• _Data for this exercise_:
▬▬▬
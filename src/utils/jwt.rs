use crate::config::AppConfig;
use actix_web::cookie::{Cookie, SameSite};
use jsonwebtoken::{DecodingKey, EncodingKey, Header, Validation, decode, encode};
use serde::{Deserialize, Serialize};

pub const REFRESH_TOKEN_COOKIE: &str = "refresh_token";
const ACCESS: &str = "access";
const REFRESH: &str = "refresh";

// JWT Claims；权限不放进 token，由中间件按用户实时加载
#[derive(Debug, Clone, Serialize, Deserialize)]
pub struct Claims {
    pub sub: String,        // 用户 ID
    pub username: String,   // 用户名，仅用于日志
    pub token_type: String, // "access" 或 "refresh"
    pub exp: usize,
    pub iat: usize,
}

impl Claims {
    pub fn user_id(&self) -> Result<i64, jsonwebtoken::errors::Error> {
        self.sub
            .parse::<i64>()
            .map_err(|_| jsonwebtoken::errors::ErrorKind::InvalidToken.into())
    }
}

#[derive(Debug, Serialize, Deserialize)]
pub struct TokenPair {
    pub access_token: String,
    pub refresh_token: String,
}

pub struct JwtUtils;

impl JwtUtils {
    fn secret() -> &'static str {
        &AppConfig::get().jwt.secret
    }

    /// access token 有效期（秒）
    pub fn access_token_ttl() -> i64 {
        AppConfig::get().jwt.access_token_expiry * 60
    }

    pub fn generate_access_token(
        user_id: i64,
        username: &str,
    ) -> Result<String, jsonwebtoken::errors::Error> {
        Self::generate_token_with_expiry(
            user_id,
            username,
            ACCESS,
            chrono::Duration::seconds(Self::access_token_ttl()),
        )
    }

    /// 勾选“记住我”时使用更长的有效期
    pub fn generate_refresh_token(
        user_id: i64,
        username: &str,
        remember_me: bool,
    ) -> Result<String, jsonwebtoken::errors::Error> {
        Self::generate_token_with_expiry(
            user_id,
            username,
            REFRESH,
            chrono::Duration::days(Self::refresh_token_days(remember_me)),
        )
    }

    pub fn refresh_token_days(remember_me: bool) -> i64 {
        let jwt = &AppConfig::get().jwt;
        if remember_me {
            jwt.refresh_token_remember_me_expiry
        } else {
            jwt.refresh_token_expiry
        }
    }

    pub fn generate_token_with_expiry(
        user_id: i64,
        username: &str,
        token_type: &str,
        expiry_duration: chrono::Duration,
    ) -> Result<String, jsonwebtoken::errors::Error> {
        let now = chrono::Utc::now();
        let claims = Claims {
            sub: user_id.to_string(),
            username: username.to_string(),
            token_type: token_type.to_string(),
            exp: (now + expiry_duration).timestamp() as usize,
            iat: now.timestamp() as usize,
        };

        encode(
            &Header::default(),
            &claims,
            &EncodingKey::from_secret(Self::secret().as_bytes()),
        )
    }

    pub fn generate_token_pair(
        user_id: i64,
        username: &str,
        remember_me: bool,
    ) -> Result<TokenPair, jsonwebtoken::errors::Error> {
        Ok(TokenPair {
            access_token: Self::generate_access_token(user_id, username)?,
            refresh_token: Self::generate_refresh_token(user_id, username, remember_me)?,
        })
    }

    pub fn verify_token(token: &str) -> Result<Claims, jsonwebtoken::errors::Error> {
        let decoding_key = DecodingKey::from_secret(Self::secret().as_bytes());
        decode::<Claims>(token, &decoding_key, &Validation::default()).map(|data| data.claims)
    }

    fn verify_token_type(
        token: &str,
        expected_type: &str,
    ) -> Result<Claims, jsonwebtoken::errors::Error> {
        let claims = Self::verify_token(token)?;
        if claims.token_type != expected_type {
            return Err(jsonwebtoken::errors::ErrorKind::InvalidToken.into());
        }
        Ok(claims)
    }

    pub fn verify_access_token(token: &str) -> Result<Claims, jsonwebtoken::errors::Error> {
        Self::verify_token_type(token, ACCESS)
    }

    pub fn verify_refresh_token(token: &str) -> Result<Claims, jsonwebtoken::errors::Error> {
        Self::verify_token_type(token, REFRESH)
    }

    /// 创建 Refresh Token Cookie
    pub fn create_refresh_token_cookie(refresh_token: &str, remember_me: bool) -> Cookie<'static> {
        Cookie::build(REFRESH_TOKEN_COOKIE, refresh_token.to_string())
            .path("/")
            .max_age(actix_web::cookie::time::Duration::days(
                Self::refresh_token_days(remember_me),
            ))
            .same_site(SameSite::Strict)
            .http_only(true)
            .secure(AppConfig::get().is_production())
            .finish()
    }

    /// 立即过期的空 Cookie（用于注销）
    pub fn create_empty_refresh_token_cookie() -> Cookie<'static> {
        Cookie::build(REFRESH_TOKEN_COOKIE, "")
            .path("/")
            .max_age(actix_web::cookie::time::Duration::seconds(0))
            .same_site(SameSite::Strict)
            .http_only(true)
            .secure(AppConfig::get().is_production())
            .finish()
    }

    pub fn extract_refresh_token_from_cookie(req: &actix_web::HttpRequest) -> Option<String> {
        req.cookie(REFRESH_TOKEN_COOKIE)
            .map(|cookie| cookie.value().to_string())
            .filter(|value| !value.is_empty())
    }

    /// 从 `Authorization: Bearer <token>` 中取出 token
    pub fn extract_bearer_token(header: &str) -> Option<&str> {
        header
            .strip_prefix("Bearer ")
            .map(str::trim)
            .filter(|token| !token.is_empty())
    }
}

#[cfg(test)]
mod tests {
    use super::*;

    #[test]
    fn test_token_pair_types() {
        let pair = JwtUtils::generate_token_pair(42, "alice", false).unwrap();
        let access = JwtUtils::verify_access_token(&pair.access_token).unwrap();
        assert_eq!(access.user_id().unwrap(), 42);
        assert_eq!(access.username, "alice");
        assert!(JwtUtils::verify_refresh_token(&pair.access_token).is_err());
        assert!(JwtUtils::verify_refresh_token(&pair.refresh_token).is_ok());
    }

    #[test]
    fn test_expired_token_rejected() {
        let token =
            JwtUtils::generate_token_with_expiry(1, "bob", "access", chrono::Duration::hours(-2))
                .unwrap();
        assert!(JwtUtils::verify_access_token(&token).is_err());
    }

    #[test]
    fn test_logout_cookie_is_expired() {
        let cookie = JwtUtils::create_empty_refresh_token_cookie();
        assert_eq!(cookie.value(), "");
        assert_eq!(
            cookie.max_age(),
            Some(actix_web::cookie::time::Duration::seconds(0))
        );
        assert_eq!(cookie.http_only(), Some(true));
    }

    #[test]
    fn test_extract_bearer_token() {
        assert_eq!(JwtUtils::extract_bearer_token("Bearer abc"), Some("abc"));
        assert_eq!(JwtUtils::extract_bearer_token("Bearer "), None);
        assert_eq!(JwtUtils::extract_bearer_token("Basic abc"), None);
    }
}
▬▬▬
Every line that contains "Debug" should be copied out of the data.

• _Written reply_:
#[derive(Debug, Clone, Serialize, Deserialize)]
#[derive(Debug, Serialize, Deserialize)]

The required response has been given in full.